Me François KremerbâtonnierBarreau de Luxembourg

«Je connais des cas concrets de petites études qui n’ont pas de contrat d’emploi avec le stagiaire, mais l’engagent en tant qu’indépendant freelance. Traditionnellement, si le patron de l’étude n’a pas le temps de plaider une affaire, il la confie à son collaborateur pour la plaider, et ce dernier lui soumet une facture.» L’annulation d’une grande partie des audiences plonge donc les études dans des difficultés, et ces freelances dans un chômage technique sans possibilité de rémunération.

«Ce sont surtout ces jeunes qui mordent la poussière actuellement», s’inquiète Me Kremer. «En tant que représentant de la profession, l’Ordre des avocats doit veiller à ce qu’un traitement juste, équitable et donc équivalent soit réservé à l’ensemble de ses membres. Or, à ce jour, seuls les salariés sont éligibles au chômage partiel, pas les indépendants, ce qui est discriminatoire.»
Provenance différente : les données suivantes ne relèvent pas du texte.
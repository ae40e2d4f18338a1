//! Test-matrix generators
//!
//! Tridiagonal Toeplitz matrices (with closed-form eigenpairs) and Vandermonde
//! matrices, used to build reference systems for the direct solvers.

use crate::traits::RealField;
use ndarray::{Array1, Array2};
use std::f64::consts::PI;

/// Tridiagonal Toeplitz matrix of size n
///
/// `a` fills the main diagonal, `b` the first upper and `c` the first lower
/// diagonal.
pub fn toeplitz<T: RealField>(n: usize, a: T, b: T, c: T) -> Array2<T> {
    let mut m = Array2::zeros((n, n));
    for i in 0..n {
        m[[i, i]] = a;
        if i + 1 < n {
            m[[i, i + 1]] = b;
            m[[i + 1, i]] = c;
        }
    }
    m
}

/// Eigenvalues of [`toeplitz`]`(n, a, b, c)`
///
/// `a + 2 b sqrt(c / b) cos(k pi / (n + 1))` for k = 1..=n, which is
/// `a + 2 sqrt(b c) cos(..)` with the square root's sign taken from `b`. The
/// k-th entry belongs to [`toeplitz_eigvec`]`(n, k, b, c)`. `b` and `c` must
/// be non-zero with equal sign, otherwise the spectrum is not real and NaN is
/// returned.
pub fn toeplitz_eigvals<T: RealField>(n: usize, a: T, b: T, c: T) -> Array1<T> {
    let two = T::from_f64_lossy(2.0);
    let root = b * (c / b).sqrt();
    Array1::from_iter((1..=n).map(|k| {
        let angle = T::from_f64_lossy(k as f64 * PI / (n + 1) as f64);
        a + two * root * angle.cos()
    }))
}

/// k-th eigenvector (1-based) of [`toeplitz`]`(n, a, b, c)` for any `a`
///
/// Entries are `(c / b)^(l / 2) sin(l k pi / (n + 1))` for l = 1..=n.
pub fn toeplitz_eigvec<T: RealField>(n: usize, k: usize, b: T, c: T) -> Array1<T> {
    let ratio = c / b;
    Array1::from_iter((1..=n).map(|l| {
        let scale = ratio.powf(T::from_f64_lossy(l as f64 / 2.0));
        let angle = T::from_f64_lossy((l * k) as f64 * PI / (n + 1) as f64);
        scale * angle.sin()
    }))
}

/// Finite-difference 1-D Laplacian `(n + 1)^2 toeplitz(n, 2, -1, -1)`
pub fn laplacian<T: RealField>(n: usize) -> Array2<T> {
    let h_inv_sqr = T::from_usize_lossy((n + 1) * (n + 1));
    toeplitz(n, T::from_f64_lossy(2.0), -T::one(), -T::one()) * h_inv_sqr
}

/// Eigenvalues of [`laplacian`]`(n)`
pub fn laplacian_eigvals<T: RealField>(n: usize) -> Array1<T> {
    let h_inv_sqr = T::from_usize_lossy((n + 1) * (n + 1));
    toeplitz_eigvals(n, T::from_f64_lossy(2.0), -T::one(), -T::one()) * h_inv_sqr
}

/// Vandermonde matrix `V[i, j] = v[i]^j`
pub fn vandermonde<T: RealField>(v: &Array1<T>) -> Array2<T> {
    let n = v.len();
    let mut m = Array2::ones((n, n));
    for (i, &x) in v.iter().enumerate() {
        for j in 1..n {
            m[[i, j]] = m[[i, j - 1]] * x;
        }
    }
    m
}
Un geste serait le paiement accéléré de l’assistance judiciaire

Exclues des aides d’urgence – puisqu’elles peuvent continuer à travailler même si leur activité a chuté, –, les études ne sont pas non plus éligibles à toutes les facilités de financement offertes par le plan de stabilisation. Or, si elles n’ont pas besoin d’investir dans du matériel, il faut bien payer les loyers et les frais de personnel. «Les frais courent, et il n’y a pas de rentrées», souligne Me Kremer, qui a fait part de son inquiétude dans un courrier à la ministre de la Justice, , en espérant que le gouvernement élargira la portée de ses aides aux indépendants. «On pourrait imaginer une aide d’urgence pour ceux dont le métier est rendu impossible», glisse-t-il. Sachant que cette aide devrait dépasser 5.000 euros pour réellement soulager les études d’avocats.
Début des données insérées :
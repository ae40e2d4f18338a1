//! Core traits for the direct solvers
//!
//! This module defines the scalar abstraction used throughout the library:
//! - [`RealField`]: Trait for real floating-point element types

use ndarray::{LinalgScalar, ScalarOperand};
use num_traits::{Float, FromPrimitive, NumAssign, ToPrimitive};
use std::fmt::Debug;

/// Trait for scalar types that can be used by the direct solvers.
///
/// Every decomposition in this crate detects failure by comparing a pivot
/// against exact zero, so only real, ordered fields are supported.
///
/// # Implementations
///
/// Provided for:
/// - `f64` (default for all solvers)
/// - `f32` (for memory-constrained applications)
pub trait RealField:
    Float
    + NumAssign
    + FromPrimitive
    + ToPrimitive
    + LinalgScalar
    + ScalarOperand
    + Send
    + Sync
    + Debug
    + 'static
{
    /// Convert from an `f64` constant, falling back to NaN if it is not representable
    fn from_f64_lossy(value: f64) -> Self {
        Self::from_f64(value).unwrap_or_else(Self::nan)
    }

    /// Convert from a `usize` count
    fn from_usize_lossy(value: usize) -> Self {
        Self::from_usize(value).unwrap_or_else(Self::nan)
    }

    /// Lossy conversion to `f64`, used for logging
    fn to_f64_lossy(self) -> f64 {
        self.to_f64().unwrap_or(f64::NAN)
    }

    /// Sign of the value where zero counts as positive
    ///
    /// Used to choose the Householder reflection direction: a zero diagonal
    /// entry must still produce a non-trivial reflection.
    #[inline]
    fn sign_or_one(self) -> Self {
        if self < Self::zero() {
            -Self::one()
        } else {
            Self::one()
        }
    }
}

impl RealField for f64 {}

impl RealField for f32 {}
Le Barreau plaide également pour un coup de pouce de l’État en matière d’assistance judiciaire. C’est en effet lui qui gère ce service public, vérifie l’éligibilité des demandeurs, ainsi que les honoraires facturés par les avocats qui seront in fine payés par l’État au taux horaire modique de 87 euros pour un avoué et 58 euros pour un avocat stagiaire. Des montants qui ne sont pas soumis à l’indexation. «Le paiement de l’État intervient généralement au bout de deux à quatre semaines après l’avis de taxation du ministre», indique Me Kremer. «Ce serait bien que l’on puisse accélérer la manœuvre pour que les avocats soient payés plus rapidement.»

Si nos membres peuvent conseiller utilement leurs clients et les rassurer avant qu’ils ne prennent des mesures extrêmes – telles que des licenciements en masse pour sauvegarder la compétitivité –, nous pourrions avoir un impact sur l’économie luxembourgeoise.

Me Audrey Bertolottiavocat à la Cour, présidente de la commission droit social du Barreau

Dédié au soutien de ses membres, le Barreau a travaillé sur un tableau récapitulatif des mesures prises par le gouvernement en cette période de crise. Chômage partiel, télétravail, congé pour raisons familiales… autant de dispositions qui concernent les études en tant qu’employeurs. «Nous avons aussi recensé les mesures qui ne concernent pas les avocats, mais peuvent les aider à conseiller leurs clients», précise Me Audrey Bertolotti, présidente de la commission droit social du Barreau. «On peut se trouver démuni devant le nombre de mesures et les différents intervenants vers lesquels se tourner selon le type de mesure: ministère de l’Économie, Adem, Comité de conjoncture… En tout cas, il faut saluer la réactivité du gouvernement et son souci de simplifier les démarches.»

Ce tableau, accessible à tous les avocats sur l’intranet du Barreau, vise à les aider, mais aussi, en bout de ligne, à servir l’économie du pays. «Il y a différents clients sur le marché luxembourgeois: locaux, mais aussi internationaux. Les cultures s’entremêlent, les décideurs ne sont pas forcément à Luxembourg et n’ont donc pas toujours connaissance des mesures prises au Luxembourg», poursuit Me Bertolotti. «Si nos membres peuvent conseiller utilement leurs clients et les rassurer avant qu’ils ne prennent des mesures extrêmes – telles que des licenciements en masse pour sauvegarder la compétitivité –, nous pourrions avoir un impact sur l’économie luxembourgeoise et essayer de préserver des emplois.» Une nouvelle expression de la solidarité nationale face à cette crise qui paralyse le pays depuis deux semaines.